Stored data:
========

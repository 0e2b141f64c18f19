use super::*;
use crate::catalog::schema::overwrite_meta;

#[test]
fn open_creates_layout_and_reopens() -> Result<()> {
    let (temp, catalog) = new_catalog()?;
    assert!(catalog.assets_dir().is_dir());
    assert!(catalog.database_path().is_file());
    catalog.add_update(&update("u1", 10))?;

    let reopened = Catalog::open(temp.path().join("store"))?;
    assert!(reopened.update_by_id("u1")?.is_some());
    Ok(())
}

#[test]
fn incompatible_schema_is_reported_not_rewritten() -> Result<()> {
    let (temp, catalog) = new_catalog()?;
    overwrite_meta(&catalog, "schema_version", "999")?;

    let err = Catalog::open(temp.path().join("store")).unwrap_err();
    assert!(matches!(err, UpdatesError::IncompatibleSchema { .. }), "{err}");

    let conn = catalog.connection()?;
    let version: String = conn.query_row(
        "SELECT value FROM meta WHERE key = 'schema_version'",
        [],
        |row| row.get(0),
    )?;
    assert_eq!(version, "999");
    Ok(())
}

#[test]
fn unopenable_root_is_store_unavailable() -> Result<()> {
    let temp = tempdir()?;
    let blocker = temp.path().join("not-a-dir");
    fs::write(&blocker, b"file")?;
    let err = Catalog::open(blocker.join("store")).unwrap_err();
    assert!(matches!(err, UpdatesError::StoreUnavailable { .. }), "{err}");
    Ok(())
}

#[test]
fn duplicate_update_id_is_rejected() -> Result<()> {
    let (_temp, catalog) = new_catalog()?;
    catalog.add_update(&update("u1", 10))?;
    let err = catalog.add_update(&update("u1", 20)).unwrap_err();
    assert!(matches!(err, UpdatesError::DuplicateId(ref id) if id == "u1"));

    let stored = catalog.update_by_id("u1")?.expect("update recorded");
    assert_eq!(stored.commit_time, 10);
    Ok(())
}

#[test]
fn update_round_trips_metadata_and_starts_pending() -> Result<()> {
    let (_temp, catalog) = new_catalog()?;
    let mut original = update("u1", 42);
    original.status = UpdateStatus::Ready;
    catalog.add_update(&original)?;

    let stored = catalog.update_by_id("u1")?.expect("update recorded");
    assert_eq!(stored.status, UpdateStatus::Pending);
    assert_eq!(stored.metadata.get("channel"), Some(&json!("default")));
    assert_eq!(stored.raw_manifest, original.raw_manifest);
    assert!(catalog.update_by_id("missing")?.is_none());
    Ok(())
}

#[test]
fn launchable_updates_are_ordered_and_filtered() -> Result<()> {
    let (_temp, catalog) = new_catalog()?;
    ready_update(&catalog, "b", 20, &[])?;
    ready_update(&catalog, "a", 20, &[])?;
    ready_update(&catalog, "c", 30, &[])?;
    ready_update(&catalog, "old", 5, &[])?;
    catalog.add_update(&update("pending", 100))?;

    let ids: Vec<String> = catalog
        .launchable_updates()?
        .into_iter()
        .map(|update| update.id)
        .collect();
    assert_eq!(ids, ["c", "a", "b", "old"]);

    catalog.mark_for_deletion("a", BINARY)?;
    let ids: Vec<String> = catalog
        .launchable_updates()?
        .into_iter()
        .map(|update| update.id)
        .collect();
    assert_eq!(ids, ["c", "a", "b"]);
    Ok(())
}

#[test]
fn mark_ready_lists_missing_assets() -> Result<()> {
    let (_temp, catalog) = new_catalog()?;
    catalog.add_update(&update("u1", 10))?;
    let launch = stored(&catalog, "bundle.js", b"bundle")?.launch();
    let image = declared("logo.png", b"png");
    let status = catalog.add_assets(&[launch, image], "u1")?;
    assert_eq!(status, UpdateStatus::Pending);

    match catalog.mark_ready("u1").unwrap_err() {
        UpdatesError::IncompleteAssets {
            update_id,
            missing,
            launch_assets,
        } => {
            assert_eq!(update_id, "u1");
            assert_eq!(missing, ["logo.png"]);
            assert_eq!(launch_assets, 1);
        }
        other => panic!("unexpected error {other}"),
    }
    assert!(matches!(
        catalog.mark_ready("nope").unwrap_err(),
        UpdatesError::UnknownUpdate(_)
    ));
    Ok(())
}

#[test]
fn mark_ready_requires_a_single_launch_asset() -> Result<()> {
    let (_temp, catalog) = new_catalog()?;
    catalog.add_update(&update("u1", 10))?;
    let a = stored(&catalog, "a.js", b"a")?;
    catalog.add_assets(&[a], "u1")?;
    match catalog.mark_ready("u1").unwrap_err() {
        UpdatesError::IncompleteAssets {
            missing,
            launch_assets,
            ..
        } => {
            assert!(missing.is_empty());
            assert_eq!(launch_assets, 0);
        }
        other => panic!("unexpected error {other}"),
    }
    Ok(())
}

#[test]
fn mark_ready_is_idempotent_once_launchable() -> Result<()> {
    let (_temp, catalog) = new_catalog()?;
    ready_update(&catalog, "u1", 10, &["logo.png"])?;
    assert_eq!(catalog.mark_ready("u1")?, UpdateStatus::Ready);
    Ok(())
}

#[test]
fn embedded_updates_promote_to_embedded() -> Result<()> {
    let (_temp, catalog) = new_catalog()?;
    let mut embedded = update("e1", 0);
    embedded.status = UpdateStatus::Embedded;
    catalog.add_update(&embedded)?;
    let launch = stored(&catalog, "bundle.js", b"embedded bundle")?.launch();
    assert_eq!(catalog.add_assets(&[launch], "e1")?, UpdateStatus::Embedded);
    Ok(())
}

#[test]
fn all_updates_reports_marks_and_counts() -> Result<()> {
    let (_temp, catalog) = new_catalog()?;
    ready_update(&catalog, "old", 1, &["shared.png"])?;
    ready_update(&catalog, "new", 2, &["shared.png"])?;
    catalog.mark_for_deletion("new", BINARY)?;

    let entries = catalog.all_updates()?;
    assert_eq!(entries.len(), 2);
    assert_eq!(entries[0].update.id, "new");
    assert!(!entries[0].marked_for_deletion);
    assert_eq!(entries[0].asset_count, 2);
    assert!(entries[1].marked_for_deletion);
    Ok(())
}
#![deny(clippy::all)]
#![allow(
    clippy::missing_errors_doc,
    clippy::missing_panics_doc,
    clippy::module_name_repetitions,
    clippy::must_use_candidate
)]

pub mod catalog;
pub mod config;
pub mod controller;
pub mod effects;
pub mod error;
pub mod hashing;
pub mod launcher;
pub mod loader;
pub mod reaper;

pub use ota_domain::{
    Asset, HashType, Manifest, ManifestError, NewestCompatible, PinnedUpdate, SelectionPolicy,
    Update, UpdateStatus,
};

pub use catalog::{Catalog, UpdateEntry};
pub use config::{default_root, DownloadConfig, EnvOverrides, RetryPolicy, UpdatesConfig};
pub use controller::{ControllerBuilder, ControllerState, UpdatesController};
pub use effects::{
    http_client, ErrorReport, HostRuntime, HttpRemoteSource, RemoteSource, TracingHost,
    UpdatesEvent,
};
pub use error::{Result, UpdatesError};
pub use launcher::{LaunchedApp, Launcher};
pub use loader::{
    EmbeddedBundle, EmbeddedLoader, LoadOutcome, Loader, RemoteLoader, EMBEDDED_MANIFEST_FILENAME,
};
pub use reaper::{reap_unused_updates, GcSummary};
use std::path::Path;

use ota_domain::{Update, UpdateStatus};
use rusqlite::{params, OptionalExtension, Transaction};
use serde_json::Value;
use tracing::{debug, info};

use super::{parse_status, timestamp_secs, update_from_row, Catalog, UpdateEntry, UPDATE_COLUMNS};
use crate::error::{Result, UpdatesError};

/// Why an update cannot be promoted yet.
pub(super) struct Completeness {
    pub(super) missing: Vec<String>,
    pub(super) launch_assets: usize,
}

impl Completeness {
    pub(super) fn is_complete(&self) -> bool {
        self.missing.is_empty() && self.launch_assets == 1
    }
}

impl Catalog {
    /// Record a new update as `pending`.
    ///
    /// An update passed with status `embedded` is remembered as coming from the
    /// embedded bundle and is promoted to `embedded` rather than `ready`.
    pub fn add_update(&self, update: &Update) -> Result<()> {
        self.with_immediate_tx(|tx| {
            if update_exists(tx, &update.id)? {
                return Err(UpdatesError::DuplicateId(update.id.clone()));
            }
            tx.execute(
                "INSERT INTO updates \
                 (id, commit_time, binary_compatibility, metadata, status, raw_manifest, embedded, created_at) \
                 VALUES (?1, ?2, ?3, ?4, ?5, ?6, ?7, ?8)",
                params![
                    update.id,
                    update.commit_time,
                    update.binary_compatibility,
                    Value::Object(update.metadata.clone()).to_string(),
                    UpdateStatus::Pending.as_str(),
                    update.raw_manifest,
                    update.status == UpdateStatus::Embedded,
                    timestamp_secs(),
                ],
            )?;
            debug!(update = %update.id, commit_time = update.commit_time, "update recorded");
            Ok(())
        })
    }

    /// Promote a pending update whose assets are all present.
    ///
    /// Returns the resulting status; an already launchable update is left as is.
    pub fn mark_ready(&self, update_id: &str) -> Result<UpdateStatus> {
        self.with_immediate_tx(|tx| {
            let Some((status, _)) = status_row(tx, update_id)? else {
                return Err(UpdatesError::UnknownUpdate(update_id.to_string()));
            };
            if status.is_launchable() {
                return Ok(status);
            }
            let completeness = completeness(tx, update_id)?;
            if !completeness.is_complete() {
                return Err(UpdatesError::IncompleteAssets {
                    update_id: update_id.to_string(),
                    missing: completeness.missing,
                    launch_assets: completeness.launch_assets,
                });
            }
            promote(tx, update_id)
        })
    }

    pub fn update_by_id(&self, update_id: &str) -> Result<Option<Update>> {
        let conn = self.connection()?;
        let update = conn
            .query_row(
                &format!("SELECT {UPDATE_COLUMNS} FROM updates u WHERE u.id = ?1"),
                params![update_id],
                update_from_row,
            )
            .optional()?;
        Ok(update)
    }

    /// Updates eligible for launch: ready or embedded, not marked for
    /// deletion, newest first with ties broken by id.
    pub fn launchable_updates(&self) -> Result<Vec<Update>> {
        let conn = self.connection()?;
        let mut stmt = conn.prepare(&format!(
            "SELECT {UPDATE_COLUMNS} FROM updates u \
             WHERE u.status IN ('ready', 'embedded') AND u.marked_for_deletion = 0 \
             ORDER BY u.commit_time DESC, u.id ASC"
        ))?;
        let updates = stmt
            .query_map([], update_from_row)?
            .collect::<rusqlite::Result<Vec<_>>>()?;
        Ok(updates)
    }

    /// Every recorded update, including pending and marked ones.
    pub fn all_updates(&self) -> Result<Vec<UpdateEntry>> {
        let conn = self.connection()?;
        let mut stmt = conn.prepare(&format!(
            "SELECT {UPDATE_COLUMNS}, u.marked_for_deletion, \
             (SELECT COUNT(*) FROM update_assets ua WHERE ua.update_id = u.id) \
             FROM updates u ORDER BY u.commit_time DESC, u.id ASC"
        ))?;
        let entries = stmt
            .query_map([], |row| {
                Ok(UpdateEntry {
                    update: update_from_row(row)?,
                    marked_for_deletion: row.get(6)?,
                    asset_count: usize::try_from(row.get::<_, i64>(7)?).unwrap_or(0),
                })
            })?
            .collect::<rusqlite::Result<Vec<_>>>()?;
        Ok(entries)
    }
}

pub(super) fn update_exists(tx: &Transaction<'_>, update_id: &str) -> Result<bool> {
    let exists = tx
        .query_row(
            "SELECT 1 FROM updates WHERE id = ?1",
            params![update_id],
            |_| Ok(()),
        )
        .optional()?
        .is_some();
    Ok(exists)
}

fn status_row(tx: &Transaction<'_>, update_id: &str) -> Result<Option<(UpdateStatus, bool)>> {
    let row = tx
        .query_row(
            "SELECT status, embedded FROM updates WHERE id = ?1",
            params![update_id],
            |row| Ok((row.get::<_, String>(0)?, row.get::<_, bool>(1)?)),
        )
        .optional()?;
    match row {
        Some((status, embedded)) => Ok(Some((parse_status(&status)?, embedded))),
        None => Ok(None),
    }
}

/// Inspect the linked assets of an update: keys whose file is missing and the
/// number of launch assets.
pub(super) fn completeness(tx: &Transaction<'_>, update_id: &str) -> Result<Completeness> {
    let mut stmt = tx.prepare(
        "SELECT a.key, a.local_path, ua.is_launch_asset \
         FROM update_assets ua JOIN assets a ON a.id = ua.asset_id \
         WHERE ua.update_id = ?1 ORDER BY a.key",
    )?;
    let rows = stmt
        .query_map(params![update_id], |row| {
            Ok((
                row.get::<_, String>(0)?,
                row.get::<_, Option<String>>(1)?,
                row.get::<_, bool>(2)?,
            ))
        })?
        .collect::<rusqlite::Result<Vec<_>>>()?;

    let mut result = Completeness {
        missing: Vec::new(),
        launch_assets: 0,
    };
    for (key, local_path, is_launch_asset) in rows {
        if is_launch_asset {
            result.launch_assets += 1;
        }
        let present = local_path.is_some_and(|path| Path::new(&path).is_file());
        if !present {
            result.missing.push(key);
        }
    }
    Ok(result)
}

/// Promote a pending update when complete; returns the new status if it moved.
pub(super) fn promote_if_complete(
    tx: &Transaction<'_>,
    update_id: &str,
) -> Result<Option<UpdateStatus>> {
    let Some((status, _)) = status_row(tx, update_id)? else {
        return Err(UpdatesError::UnknownUpdate(update_id.to_string()));
    };
    if status != UpdateStatus::Pending {
        return Ok(None);
    }
    if !completeness(tx, update_id)?.is_complete() {
        return Ok(None);
    }
    promote(tx, update_id).map(Some)
}

fn promote(tx: &Transaction<'_>, update_id: &str) -> Result<UpdateStatus> {
    let Some((_, embedded)) = status_row(tx, update_id)? else {
        return Err(UpdatesError::UnknownUpdate(update_id.to_string()));
    };
    let status = if embedded {
        UpdateStatus::Embedded
    } else {
        UpdateStatus::Ready
    };
    tx.execute(
        "UPDATE updates SET status = ?2 WHERE id = ?1",
        params![update_id, status.as_str()],
    )?;
    info!(update = %update_id, status = status.as_str(), "update promoted");
    Ok(status)
}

========

Problem description: Which lines above run from the one containing "pub mod hashing;" to the one containing "pub(super) fn is_complete(&self)"? Give them again exactly, both ends included.

Response:
pub mod hashing;
pub mod launcher;
pub mod loader;
pub mod reaper;

pub use ota_domain::{
    Asset, HashType, Manifest, ManifestError, NewestCompatible, PinnedUpdate, SelectionPolicy,
    Update, UpdateStatus,
};

pub use catalog::{Catalog, UpdateEntry};
pub use config::{default_root, DownloadConfig, EnvOverrides, RetryPolicy, UpdatesConfig};
pub use controller::{ControllerBuilder, ControllerState, UpdatesController};
pub use effects::{
    http_client, ErrorReport, HostRuntime, HttpRemoteSource, RemoteSource, TracingHost,
    UpdatesEvent,
};
pub use error::{Result, UpdatesError};
pub use launcher::{LaunchedApp, Launcher};
pub use loader::{
    EmbeddedBundle, EmbeddedLoader, LoadOutcome, Loader, RemoteLoader, EMBEDDED_MANIFEST_FILENAME,
};
pub use reaper::{reap_unused_updates, GcSummary};
use std::path::Path;

use ota_domain::{Update, UpdateStatus};
use rusqlite::{params, OptionalExtension, Transaction};
use serde_json::Value;
use tracing::{debug, info};

use super::{parse_status, timestamp_secs, update_from_row, Catalog, UpdateEntry, UPDATE_COLUMNS};
use crate::error::{Result, UpdatesError};

/// Why an update cannot be promoted yet.
pub(super) struct Completeness {
    pub(super) missing: Vec<String>,
    pub(super) launch_assets: usize,
}

impl Completeness {
    pub(super) fn is_complete(&self) -> bool {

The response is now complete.